Today I came last…
19 October. 2019 • Category: Running | Addiction | Anxiety | Authenticity | Sobriety | Mental Health | parkrun

At the start of parkrun this morning!
I don’t like coming last. I don’t like doing things that draw unnecessary attention to myself. I don't like, (and always think), that that people are looking or laughing at me. Running a race is usually okay because I have the cover of several others running alongside me to hide behind. I’m not that slow, or fast that I’m often on my own. Yet there is always this little voice telling me that I could be last. So a few weeks ago I thought I’d face my fear and instead of marshalling, I signed up to be a tail walker. Last night I was very nervous!
I was worried I’d be too slow, that everyone would be waiting to go home. As you may have read in my other posts, my home parkrun is hilly. Very hilly! We have a lot of people who volunteer, but we also have a fairly remote course, and cows, so those marshalling are often fairly busy!

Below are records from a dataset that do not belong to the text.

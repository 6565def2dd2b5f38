//! Database error types

use thiserror::Error;

/// Database operation errors
#[derive(Debug, Error)]
pub enum DbError {
    #[error("Connection error: {0}")]
    Connection(String),

    #[error("Migration error: {0}")]
    Migration(String),

    #[error("Query error: {0}")]
    Query(#[from] sqlx::Error),

    #[error("Not found: {0}")]
    NotFound(String),

    #[error("Constraint violation: {0}")]
    Constraint(String),

    #[error("Invalid input: {0}")]
    InvalidInput(String),
}

/// Result type for database operations
pub type DbResult<T> = Result<T, DbError>;
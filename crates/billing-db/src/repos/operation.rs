//! Operation journal repository
//!
//! The journal is append-only; rows are written by the transaction engine
//! inside its atomic unit and never updated afterwards. This repository
//! exposes read access for history and audit.

use sqlx::PgPool;
use uuid::Uuid;

use crate::{DbOperation, DbResult};

/// Journal repository for operation history
pub struct OperationRepo {
    pool: PgPool,
}

impl OperationRepo {
    pub fn new(pool: PgPool) -> Self {
        Self { pool }
    }

    /// Full history for one wallet in processed order
    pub async fn list_by_wallet(&self, wallet_id: i64) -> DbResult<Vec<DbOperation>> {
        let operations = sqlx::query_as::<_, DbOperation>(
            r#"
            SELECT id, transaction_id, wallet_id, amount_was, amount_become,
                   operation_amount, processed_at
            FROM operations
            WHERE wallet_id = $1
            ORDER BY id ASC
            "#,
        )
        .bind(wallet_id)
        .fetch_all(&self.pool)
        .await?;

        Ok(operations)
    }

    /// All rows produced by one logical action (one for a replenishment,
    /// two for a transfer)
    pub async fn list_by_transaction(&self, transaction_id: Uuid) -> DbResult<Vec<DbOperation>> {
        let operations = sqlx::query_as::<_, DbOperation>(
            r#"
            SELECT id, transaction_id, wallet_id, amount_was, amount_become,
                   operation_amount, processed_at
            FROM operations
            WHERE transaction_id = $1
            ORDER BY id ASC
            "#,
        )
        .bind(transaction_id)
        .fetch_all(&self.pool)
        .await?;

        Ok(operations)
    }
}
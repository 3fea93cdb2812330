//! Error type shared by every fallible operation in the core crate.

use thiserror::Error;

#[derive(Debug, Error)]
pub enum ChatError {
    #[error("HTTP error: {0}")]
    Http(#[from] reqwest::Error),
    #[error("API error: {status} - {message}")]
    Api { status: u16, message: String },
    #[error("Unsupported file type: {0}")]
    UnsupportedFileType(String),
    #[error("I/O error: {0}")]
    Io(#[from] std::io::Error),
    #[error("Parse error: {0}")]
    Json(#[from] serde_json::Error),
    #[error("Clipboard error: {0}")]
    Clipboard(String),
    #[error("Request aborted: {0}")]
    Aborted(String),
}

pub type Result<T> = std::result::Result<T, ChatError>;
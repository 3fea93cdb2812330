//! Conversation controller
//!
//! Owns the conversation, the pending input and the display mode. Network
//! work is not performed here: each accepted submission is turned into a
//! [`Request`] that the caller executes (usually on a spawned task) and
//! reports back through [`ChatController::finish`].
//!
//! At most one request is in flight. Submissions made while one is running
//! are queued and dispatched in order; a queued submission's user entry is
//! appended only when it is dispatched so replies stay next to the message
//! that asked for them.

use std::collections::VecDeque;

use tokio::sync::watch;
use tracing::{debug, warn};

use crate::client::Request;
use crate::error::Result;
use crate::state::{ChatMessage, Conversation};
use crate::theme::{DisplayMode, ThemeState};
use crate::upload::{AnalysisKind, Upload};

/// Text draft and selected file
#[derive(Debug, Clone, Default)]
pub struct PendingInput {
    pub text: String,
    pub file: Option<Upload>,
}

/// What happened to a submission
#[derive(Debug, Clone, PartialEq, Eq)]
pub enum Submission {
    /// Nothing to send
    Ignored,
    /// Waiting behind the request in flight
    Queued,
    /// Execute this request and hand the outcome to `finish`
    Dispatched(Request),
}

#[derive(Debug)]
enum Queued {
    Text(String),
    File(AnalysisKind, Upload),
}

#[derive(Debug, Default)]
pub struct ChatController {
    conversation: Conversation,
    input: PendingInput,
    queue: VecDeque<Queued>,
    in_flight: bool,
    theme: ThemeState,
}

impl ChatController {
    pub fn new(display_mode: DisplayMode) -> Self {
        Self {
            theme: ThemeState::new(display_mode),
            ..Self::default()
        }
    }

    pub fn conversation(&self) -> &Conversation {
        &self.conversation
    }

    pub fn input(&self) -> &PendingInput {
        &self.input
    }

    pub fn input_mut(&mut self) -> &mut PendingInput {
        &mut self.input
    }

    pub fn is_busy(&self) -> bool {
        self.in_flight
    }

    pub fn queued_len(&self) -> usize {
        self.queue.len()
    }

    /// Send the current draft
    pub fn submit_draft(&mut self) -> Submission {
        let text = std::mem::take(&mut self.input.text);
        self.send_text(text)
    }

    pub fn send_text(&mut self, text: impl Into<String>) -> Submission {
        let text = text.into();
        if text.is_empty() {
            return Submission::Ignored;
        }
        self.input.text.clear();
        self.submit(Queued::Text(text))
    }

    pub fn select_file(&mut self, upload: Upload) {
        self.input.file = Some(upload);
    }

    pub fn clear_file(&mut self) {
        self.input.file = None;
    }

    /// Send the selected file for analysis.
    ///
    /// An unsupported type is rejected before anything is sent and the file
    /// stays selected. Once accepted the selection is cleared whatever the
    /// round trip's outcome.
    pub fn send_file(&mut self) -> Result<Submission> {
        let Some(upload) = self.input.file.as_ref() else {
            return Ok(Submission::Ignored);
        };
        let kind = upload.analysis_kind()?;
        let Some(upload) = self.input.file.take() else {
            return Ok(Submission::Ignored);
        };
        Ok(self.submit(Queued::File(kind, upload)))
    }

    /// Complete the in-flight round trip.
    ///
    /// Returns the next queued request, already dispatched, if there is one.
    pub fn finish(&mut self, outcome: Result<String>) -> Option<Request> {
        if !self.in_flight {
            warn!("round trip finished with none in flight");
            return None;
        }
        self.in_flight = false;

        match outcome {
            Ok(reply) => self.conversation.push(ChatMessage::assistant(reply)),
            Err(err) => {
                warn!(error = %err, "round trip failed");
                self.conversation.push_failure(err.to_string());
            }
        }

        let next = self.queue.pop_front()?;
        Some(self.dispatch(next))
    }

    pub fn display_mode(&self) -> DisplayMode {
        self.theme.current()
    }

    pub fn toggle_theme(&mut self) -> DisplayMode {
        let mode = self.theme.toggle();
        debug!(mode = mode.as_str(), "display mode toggled");
        mode
    }

    pub fn subscribe_theme(&self) -> watch::Receiver<DisplayMode> {
        self.theme.subscribe()
    }

    fn submit(&mut self, queued: Queued) -> Submission {
        if self.in_flight {
            self.queue.push_back(queued);
            debug!(queued = self.queue.len(), "request queued behind in-flight round trip");
            return Submission::Queued;
        }
        Submission::Dispatched(self.dispatch(queued))
    }

    fn dispatch(&mut self, queued: Queued) -> Request {
        self.in_flight = true;
        match queued {
            Queued::Text(message) => {
                let history = self.conversation.history();
                self.conversation.push(ChatMessage::user(message.clone()));
                Request::Chat { message, history }
            }
            Queued::File(kind, upload) => {
                self.conversation.push(ChatMessage::user(upload.describe()));
                Request::Analyze { kind, upload }
            }
        }
    }
}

I knew I had to collect all the signs as I passed them, and hand them to other marshals along my way, but I was worried I wouldn’t be able to manage them all.
The start was interesting. It was strange to not go off as fast as I could, in fact I had to slow down from my jog and walk in a lot of places so I didn’t pressure the slower runners. We often get a lot of visitors on holiday, and many don’t expect it to be quite so hilly. Add to that the fact we have had pretty much non stop heavy rain for the past three weeks, and so our course was a bit slippy in places!
It was nice to chat with other people along the way. It was a very different experience to a normal Saturday parkrun for me, but it was great. My legs did get a bit of a mind of their own on the final stretch, and I found myself wanting to sprint to the end, despite having a handful of signs, but I held back!
So I came last, and do you know what? It was okay! No one laughed, I got a bit closer to my parkrun milestone and I had fun. It didn’t even rain! What a great start to the weekend - and guess what, I’m tailwalking again next week!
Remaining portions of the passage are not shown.